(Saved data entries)
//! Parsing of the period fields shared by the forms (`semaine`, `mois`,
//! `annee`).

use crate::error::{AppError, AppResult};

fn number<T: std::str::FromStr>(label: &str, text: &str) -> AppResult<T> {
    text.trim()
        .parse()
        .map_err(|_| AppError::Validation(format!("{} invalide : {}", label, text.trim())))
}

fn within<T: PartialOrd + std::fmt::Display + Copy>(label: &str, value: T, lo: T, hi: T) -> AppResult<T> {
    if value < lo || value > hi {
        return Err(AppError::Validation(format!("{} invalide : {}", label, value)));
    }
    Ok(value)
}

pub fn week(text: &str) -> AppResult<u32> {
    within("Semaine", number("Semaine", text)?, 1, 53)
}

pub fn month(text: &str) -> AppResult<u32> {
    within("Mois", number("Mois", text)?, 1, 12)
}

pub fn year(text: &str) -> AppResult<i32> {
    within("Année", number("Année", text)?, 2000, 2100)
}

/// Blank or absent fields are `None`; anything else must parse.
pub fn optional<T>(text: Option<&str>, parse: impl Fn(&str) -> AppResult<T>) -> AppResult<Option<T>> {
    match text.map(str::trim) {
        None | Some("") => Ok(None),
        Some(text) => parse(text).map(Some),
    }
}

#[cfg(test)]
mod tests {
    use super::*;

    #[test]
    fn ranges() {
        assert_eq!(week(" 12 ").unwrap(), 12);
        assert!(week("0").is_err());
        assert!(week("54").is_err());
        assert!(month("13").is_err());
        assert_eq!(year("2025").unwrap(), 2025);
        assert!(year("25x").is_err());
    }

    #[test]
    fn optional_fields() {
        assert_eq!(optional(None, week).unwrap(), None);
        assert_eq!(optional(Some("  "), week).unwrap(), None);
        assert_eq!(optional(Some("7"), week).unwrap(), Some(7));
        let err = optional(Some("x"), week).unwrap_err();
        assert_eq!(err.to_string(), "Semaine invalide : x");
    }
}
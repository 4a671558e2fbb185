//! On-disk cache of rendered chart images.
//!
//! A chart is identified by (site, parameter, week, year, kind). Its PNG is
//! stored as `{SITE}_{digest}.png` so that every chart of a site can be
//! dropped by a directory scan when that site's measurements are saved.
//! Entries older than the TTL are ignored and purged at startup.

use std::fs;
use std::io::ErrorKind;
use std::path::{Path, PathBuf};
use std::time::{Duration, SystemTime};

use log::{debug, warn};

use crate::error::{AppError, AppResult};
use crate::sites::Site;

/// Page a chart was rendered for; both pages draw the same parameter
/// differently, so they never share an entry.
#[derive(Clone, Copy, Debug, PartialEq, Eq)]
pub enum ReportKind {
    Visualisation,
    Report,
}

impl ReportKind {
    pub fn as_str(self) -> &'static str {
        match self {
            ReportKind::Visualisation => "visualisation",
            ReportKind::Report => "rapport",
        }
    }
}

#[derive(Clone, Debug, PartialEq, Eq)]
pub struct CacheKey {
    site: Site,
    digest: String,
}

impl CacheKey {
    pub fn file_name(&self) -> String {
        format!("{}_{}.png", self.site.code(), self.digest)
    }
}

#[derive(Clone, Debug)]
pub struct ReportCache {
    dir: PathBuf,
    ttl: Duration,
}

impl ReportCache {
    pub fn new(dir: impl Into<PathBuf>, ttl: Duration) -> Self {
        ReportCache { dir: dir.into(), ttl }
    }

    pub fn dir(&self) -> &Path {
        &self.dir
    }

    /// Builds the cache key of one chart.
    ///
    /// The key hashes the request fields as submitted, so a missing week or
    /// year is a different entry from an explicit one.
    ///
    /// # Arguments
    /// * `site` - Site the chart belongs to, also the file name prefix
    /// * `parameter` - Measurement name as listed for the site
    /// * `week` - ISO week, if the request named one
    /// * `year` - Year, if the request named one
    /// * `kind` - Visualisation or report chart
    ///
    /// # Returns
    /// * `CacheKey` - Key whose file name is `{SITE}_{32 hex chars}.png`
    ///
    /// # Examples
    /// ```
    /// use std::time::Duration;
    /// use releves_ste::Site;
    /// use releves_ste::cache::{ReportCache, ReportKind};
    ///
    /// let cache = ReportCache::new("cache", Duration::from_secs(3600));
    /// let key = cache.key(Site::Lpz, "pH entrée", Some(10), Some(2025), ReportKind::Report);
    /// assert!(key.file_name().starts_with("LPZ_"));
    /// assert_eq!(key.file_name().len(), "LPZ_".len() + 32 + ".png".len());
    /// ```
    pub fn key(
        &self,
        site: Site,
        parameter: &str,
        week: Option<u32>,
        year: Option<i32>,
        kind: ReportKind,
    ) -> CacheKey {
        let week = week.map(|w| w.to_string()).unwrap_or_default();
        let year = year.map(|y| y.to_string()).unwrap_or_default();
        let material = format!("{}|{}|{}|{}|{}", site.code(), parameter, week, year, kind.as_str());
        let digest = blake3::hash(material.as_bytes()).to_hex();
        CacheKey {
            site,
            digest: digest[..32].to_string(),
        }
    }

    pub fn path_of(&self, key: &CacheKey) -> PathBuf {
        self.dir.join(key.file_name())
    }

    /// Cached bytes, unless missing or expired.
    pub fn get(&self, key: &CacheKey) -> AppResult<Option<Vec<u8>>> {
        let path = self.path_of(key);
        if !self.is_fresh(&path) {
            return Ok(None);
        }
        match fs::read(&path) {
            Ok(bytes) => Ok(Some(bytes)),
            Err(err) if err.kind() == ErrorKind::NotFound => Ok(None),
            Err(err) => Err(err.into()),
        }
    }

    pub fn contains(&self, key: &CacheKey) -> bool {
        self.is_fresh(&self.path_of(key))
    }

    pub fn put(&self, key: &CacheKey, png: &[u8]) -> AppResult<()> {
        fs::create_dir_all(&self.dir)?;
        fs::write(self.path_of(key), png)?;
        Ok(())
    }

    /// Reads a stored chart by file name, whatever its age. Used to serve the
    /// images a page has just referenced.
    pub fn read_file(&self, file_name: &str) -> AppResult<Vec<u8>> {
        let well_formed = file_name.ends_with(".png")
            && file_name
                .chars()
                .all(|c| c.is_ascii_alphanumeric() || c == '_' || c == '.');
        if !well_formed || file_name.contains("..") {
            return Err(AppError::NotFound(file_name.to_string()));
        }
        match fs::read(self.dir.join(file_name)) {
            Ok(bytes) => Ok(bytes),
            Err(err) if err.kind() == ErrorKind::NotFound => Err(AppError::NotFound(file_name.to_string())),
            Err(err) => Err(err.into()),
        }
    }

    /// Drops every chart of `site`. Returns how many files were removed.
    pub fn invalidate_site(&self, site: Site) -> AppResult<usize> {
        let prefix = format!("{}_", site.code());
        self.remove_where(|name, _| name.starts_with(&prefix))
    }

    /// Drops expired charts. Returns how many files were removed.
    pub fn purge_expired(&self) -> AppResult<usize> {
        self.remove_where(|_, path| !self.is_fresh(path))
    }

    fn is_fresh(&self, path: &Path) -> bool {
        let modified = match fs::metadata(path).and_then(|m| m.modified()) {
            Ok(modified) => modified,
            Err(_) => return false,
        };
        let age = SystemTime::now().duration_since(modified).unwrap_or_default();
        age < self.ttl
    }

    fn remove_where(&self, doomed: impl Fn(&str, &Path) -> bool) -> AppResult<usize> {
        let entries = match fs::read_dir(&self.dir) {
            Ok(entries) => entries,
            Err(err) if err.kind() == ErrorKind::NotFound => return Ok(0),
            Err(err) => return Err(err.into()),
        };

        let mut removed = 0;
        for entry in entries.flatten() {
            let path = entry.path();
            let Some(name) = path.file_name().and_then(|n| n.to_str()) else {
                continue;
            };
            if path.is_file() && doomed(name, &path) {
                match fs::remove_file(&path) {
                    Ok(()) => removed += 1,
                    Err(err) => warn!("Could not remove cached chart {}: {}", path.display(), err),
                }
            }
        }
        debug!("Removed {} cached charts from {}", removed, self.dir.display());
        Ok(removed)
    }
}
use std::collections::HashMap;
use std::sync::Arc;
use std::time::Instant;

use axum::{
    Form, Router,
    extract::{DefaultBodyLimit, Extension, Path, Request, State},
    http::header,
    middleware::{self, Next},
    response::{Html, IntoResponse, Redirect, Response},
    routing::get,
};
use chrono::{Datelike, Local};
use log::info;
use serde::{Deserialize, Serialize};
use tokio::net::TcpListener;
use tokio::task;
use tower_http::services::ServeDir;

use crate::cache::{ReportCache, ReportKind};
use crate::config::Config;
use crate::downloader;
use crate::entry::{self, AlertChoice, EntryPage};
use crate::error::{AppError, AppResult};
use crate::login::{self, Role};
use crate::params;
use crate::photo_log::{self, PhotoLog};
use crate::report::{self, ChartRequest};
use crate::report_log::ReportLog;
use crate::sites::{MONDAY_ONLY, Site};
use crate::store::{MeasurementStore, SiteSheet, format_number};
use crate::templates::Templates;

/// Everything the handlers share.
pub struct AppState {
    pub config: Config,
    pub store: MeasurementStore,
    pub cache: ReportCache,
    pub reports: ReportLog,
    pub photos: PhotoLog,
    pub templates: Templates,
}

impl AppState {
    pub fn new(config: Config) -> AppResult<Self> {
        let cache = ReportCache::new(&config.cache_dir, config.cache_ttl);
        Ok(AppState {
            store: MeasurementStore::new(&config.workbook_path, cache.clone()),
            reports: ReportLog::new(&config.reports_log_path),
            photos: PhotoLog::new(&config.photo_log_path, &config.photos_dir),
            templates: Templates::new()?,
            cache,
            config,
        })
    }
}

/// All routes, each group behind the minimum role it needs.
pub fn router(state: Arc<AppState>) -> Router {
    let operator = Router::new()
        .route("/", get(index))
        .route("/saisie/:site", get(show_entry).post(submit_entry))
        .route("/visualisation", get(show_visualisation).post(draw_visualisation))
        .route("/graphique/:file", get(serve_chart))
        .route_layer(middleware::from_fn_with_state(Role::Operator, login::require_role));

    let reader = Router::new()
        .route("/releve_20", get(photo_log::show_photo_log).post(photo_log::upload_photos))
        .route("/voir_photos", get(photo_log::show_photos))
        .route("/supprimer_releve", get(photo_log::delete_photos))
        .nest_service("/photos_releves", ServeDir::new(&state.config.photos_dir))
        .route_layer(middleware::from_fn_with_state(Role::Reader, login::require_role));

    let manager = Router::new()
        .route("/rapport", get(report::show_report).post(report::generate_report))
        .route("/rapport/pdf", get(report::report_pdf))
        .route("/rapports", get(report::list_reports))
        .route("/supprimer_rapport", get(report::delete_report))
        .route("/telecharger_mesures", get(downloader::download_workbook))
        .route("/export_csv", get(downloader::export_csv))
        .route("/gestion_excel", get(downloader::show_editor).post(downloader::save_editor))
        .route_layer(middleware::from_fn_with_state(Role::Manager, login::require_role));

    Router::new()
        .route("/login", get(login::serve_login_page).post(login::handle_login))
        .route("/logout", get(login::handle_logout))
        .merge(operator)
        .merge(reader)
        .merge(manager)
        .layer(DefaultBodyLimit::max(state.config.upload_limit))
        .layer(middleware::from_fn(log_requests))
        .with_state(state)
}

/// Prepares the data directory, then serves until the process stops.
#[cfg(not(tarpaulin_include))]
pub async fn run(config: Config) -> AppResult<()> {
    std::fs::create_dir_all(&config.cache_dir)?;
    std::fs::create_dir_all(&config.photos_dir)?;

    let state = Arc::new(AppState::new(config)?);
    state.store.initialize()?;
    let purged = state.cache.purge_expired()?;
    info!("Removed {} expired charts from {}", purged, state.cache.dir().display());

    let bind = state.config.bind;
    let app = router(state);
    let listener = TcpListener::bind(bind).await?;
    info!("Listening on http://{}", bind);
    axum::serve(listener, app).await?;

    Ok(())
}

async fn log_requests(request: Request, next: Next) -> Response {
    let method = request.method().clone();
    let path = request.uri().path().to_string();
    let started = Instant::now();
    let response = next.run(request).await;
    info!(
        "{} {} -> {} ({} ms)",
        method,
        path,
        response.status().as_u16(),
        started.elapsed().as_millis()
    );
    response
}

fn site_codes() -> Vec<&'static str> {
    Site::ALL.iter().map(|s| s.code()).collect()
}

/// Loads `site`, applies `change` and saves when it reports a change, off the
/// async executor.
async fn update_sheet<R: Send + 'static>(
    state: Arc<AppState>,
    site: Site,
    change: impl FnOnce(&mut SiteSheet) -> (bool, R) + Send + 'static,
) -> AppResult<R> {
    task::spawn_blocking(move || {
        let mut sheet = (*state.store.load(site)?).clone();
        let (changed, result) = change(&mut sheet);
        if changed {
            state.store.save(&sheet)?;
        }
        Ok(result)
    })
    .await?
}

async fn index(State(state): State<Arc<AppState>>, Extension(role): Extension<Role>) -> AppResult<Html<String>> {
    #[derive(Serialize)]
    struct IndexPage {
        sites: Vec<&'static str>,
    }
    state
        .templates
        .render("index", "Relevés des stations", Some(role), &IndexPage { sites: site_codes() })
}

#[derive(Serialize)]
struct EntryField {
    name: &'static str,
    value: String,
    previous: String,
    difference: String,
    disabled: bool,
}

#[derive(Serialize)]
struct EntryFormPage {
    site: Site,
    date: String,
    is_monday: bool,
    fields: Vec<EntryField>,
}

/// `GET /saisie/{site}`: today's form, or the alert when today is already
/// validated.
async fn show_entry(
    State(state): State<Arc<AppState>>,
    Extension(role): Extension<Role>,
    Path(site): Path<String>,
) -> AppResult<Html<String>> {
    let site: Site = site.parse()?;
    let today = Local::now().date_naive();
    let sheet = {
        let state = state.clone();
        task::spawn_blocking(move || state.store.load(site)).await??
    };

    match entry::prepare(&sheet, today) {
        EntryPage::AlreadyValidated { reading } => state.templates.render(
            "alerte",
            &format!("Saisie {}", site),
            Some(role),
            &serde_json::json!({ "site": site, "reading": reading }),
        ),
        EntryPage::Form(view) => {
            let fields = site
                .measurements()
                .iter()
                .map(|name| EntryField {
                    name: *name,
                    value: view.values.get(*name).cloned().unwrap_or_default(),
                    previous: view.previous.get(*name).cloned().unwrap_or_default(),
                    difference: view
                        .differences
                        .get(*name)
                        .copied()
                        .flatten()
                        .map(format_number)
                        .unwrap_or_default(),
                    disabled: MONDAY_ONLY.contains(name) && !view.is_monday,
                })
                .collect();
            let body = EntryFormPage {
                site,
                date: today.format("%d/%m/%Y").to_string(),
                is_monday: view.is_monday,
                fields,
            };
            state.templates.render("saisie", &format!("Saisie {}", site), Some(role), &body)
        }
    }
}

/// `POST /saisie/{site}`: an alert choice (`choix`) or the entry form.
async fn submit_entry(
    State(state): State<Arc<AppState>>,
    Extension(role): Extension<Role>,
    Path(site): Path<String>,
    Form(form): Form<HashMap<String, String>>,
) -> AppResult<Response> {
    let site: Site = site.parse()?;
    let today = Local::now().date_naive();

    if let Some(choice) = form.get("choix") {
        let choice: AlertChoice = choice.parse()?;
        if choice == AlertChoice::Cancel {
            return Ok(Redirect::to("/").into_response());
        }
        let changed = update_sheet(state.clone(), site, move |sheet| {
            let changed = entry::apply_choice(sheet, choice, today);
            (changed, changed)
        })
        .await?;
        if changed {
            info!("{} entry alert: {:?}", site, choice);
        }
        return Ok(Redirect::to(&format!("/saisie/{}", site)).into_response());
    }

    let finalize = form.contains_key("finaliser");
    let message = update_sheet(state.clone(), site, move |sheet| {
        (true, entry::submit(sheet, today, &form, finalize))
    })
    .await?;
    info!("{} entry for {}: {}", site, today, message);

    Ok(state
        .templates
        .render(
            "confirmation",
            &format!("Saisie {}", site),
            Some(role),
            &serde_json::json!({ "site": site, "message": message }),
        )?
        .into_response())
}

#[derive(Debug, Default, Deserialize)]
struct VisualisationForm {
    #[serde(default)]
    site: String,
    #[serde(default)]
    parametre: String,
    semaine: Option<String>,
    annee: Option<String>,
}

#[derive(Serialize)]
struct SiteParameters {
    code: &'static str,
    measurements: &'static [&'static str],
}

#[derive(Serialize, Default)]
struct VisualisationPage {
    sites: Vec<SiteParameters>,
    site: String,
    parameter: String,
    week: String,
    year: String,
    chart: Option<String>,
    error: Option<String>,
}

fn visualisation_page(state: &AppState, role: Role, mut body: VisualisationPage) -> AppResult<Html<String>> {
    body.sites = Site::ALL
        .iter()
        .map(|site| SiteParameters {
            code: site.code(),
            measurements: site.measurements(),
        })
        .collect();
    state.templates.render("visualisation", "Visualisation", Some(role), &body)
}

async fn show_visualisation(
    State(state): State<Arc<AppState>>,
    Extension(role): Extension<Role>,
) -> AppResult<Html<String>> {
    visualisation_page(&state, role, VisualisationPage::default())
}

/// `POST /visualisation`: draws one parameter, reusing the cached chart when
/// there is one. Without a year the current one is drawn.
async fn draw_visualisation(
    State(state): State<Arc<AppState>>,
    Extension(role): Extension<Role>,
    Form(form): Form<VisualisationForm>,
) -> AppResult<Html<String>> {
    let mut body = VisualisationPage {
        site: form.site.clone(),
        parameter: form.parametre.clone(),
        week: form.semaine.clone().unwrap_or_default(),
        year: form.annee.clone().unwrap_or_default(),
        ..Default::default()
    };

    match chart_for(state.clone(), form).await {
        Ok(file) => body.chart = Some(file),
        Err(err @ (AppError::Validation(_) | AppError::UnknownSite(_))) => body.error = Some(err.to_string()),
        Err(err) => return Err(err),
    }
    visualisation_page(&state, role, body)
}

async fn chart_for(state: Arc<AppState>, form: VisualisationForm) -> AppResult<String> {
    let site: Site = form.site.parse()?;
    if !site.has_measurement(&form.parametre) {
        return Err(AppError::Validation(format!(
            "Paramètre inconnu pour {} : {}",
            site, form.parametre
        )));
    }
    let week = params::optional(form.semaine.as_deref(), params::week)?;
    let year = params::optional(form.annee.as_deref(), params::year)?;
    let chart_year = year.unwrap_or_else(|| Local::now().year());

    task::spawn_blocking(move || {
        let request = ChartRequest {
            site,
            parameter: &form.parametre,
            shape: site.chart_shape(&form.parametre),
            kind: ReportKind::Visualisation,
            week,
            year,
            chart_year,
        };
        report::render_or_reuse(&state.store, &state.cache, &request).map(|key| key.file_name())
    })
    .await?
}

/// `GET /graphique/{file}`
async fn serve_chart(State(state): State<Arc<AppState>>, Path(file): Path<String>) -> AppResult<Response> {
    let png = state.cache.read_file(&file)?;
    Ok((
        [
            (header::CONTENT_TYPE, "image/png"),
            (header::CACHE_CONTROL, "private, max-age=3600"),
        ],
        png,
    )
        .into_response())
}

> [Exercise]: Take every line from the data that includes the word "charts".

> [Response for this exercise]:
    /// Drops expired charts. Returns how many files were removed.
        debug!("Removed {} cached charts from {}", removed, self.dir.display());
    info!("Removed {} expired charts from {}", purged, state.cache.dir().display());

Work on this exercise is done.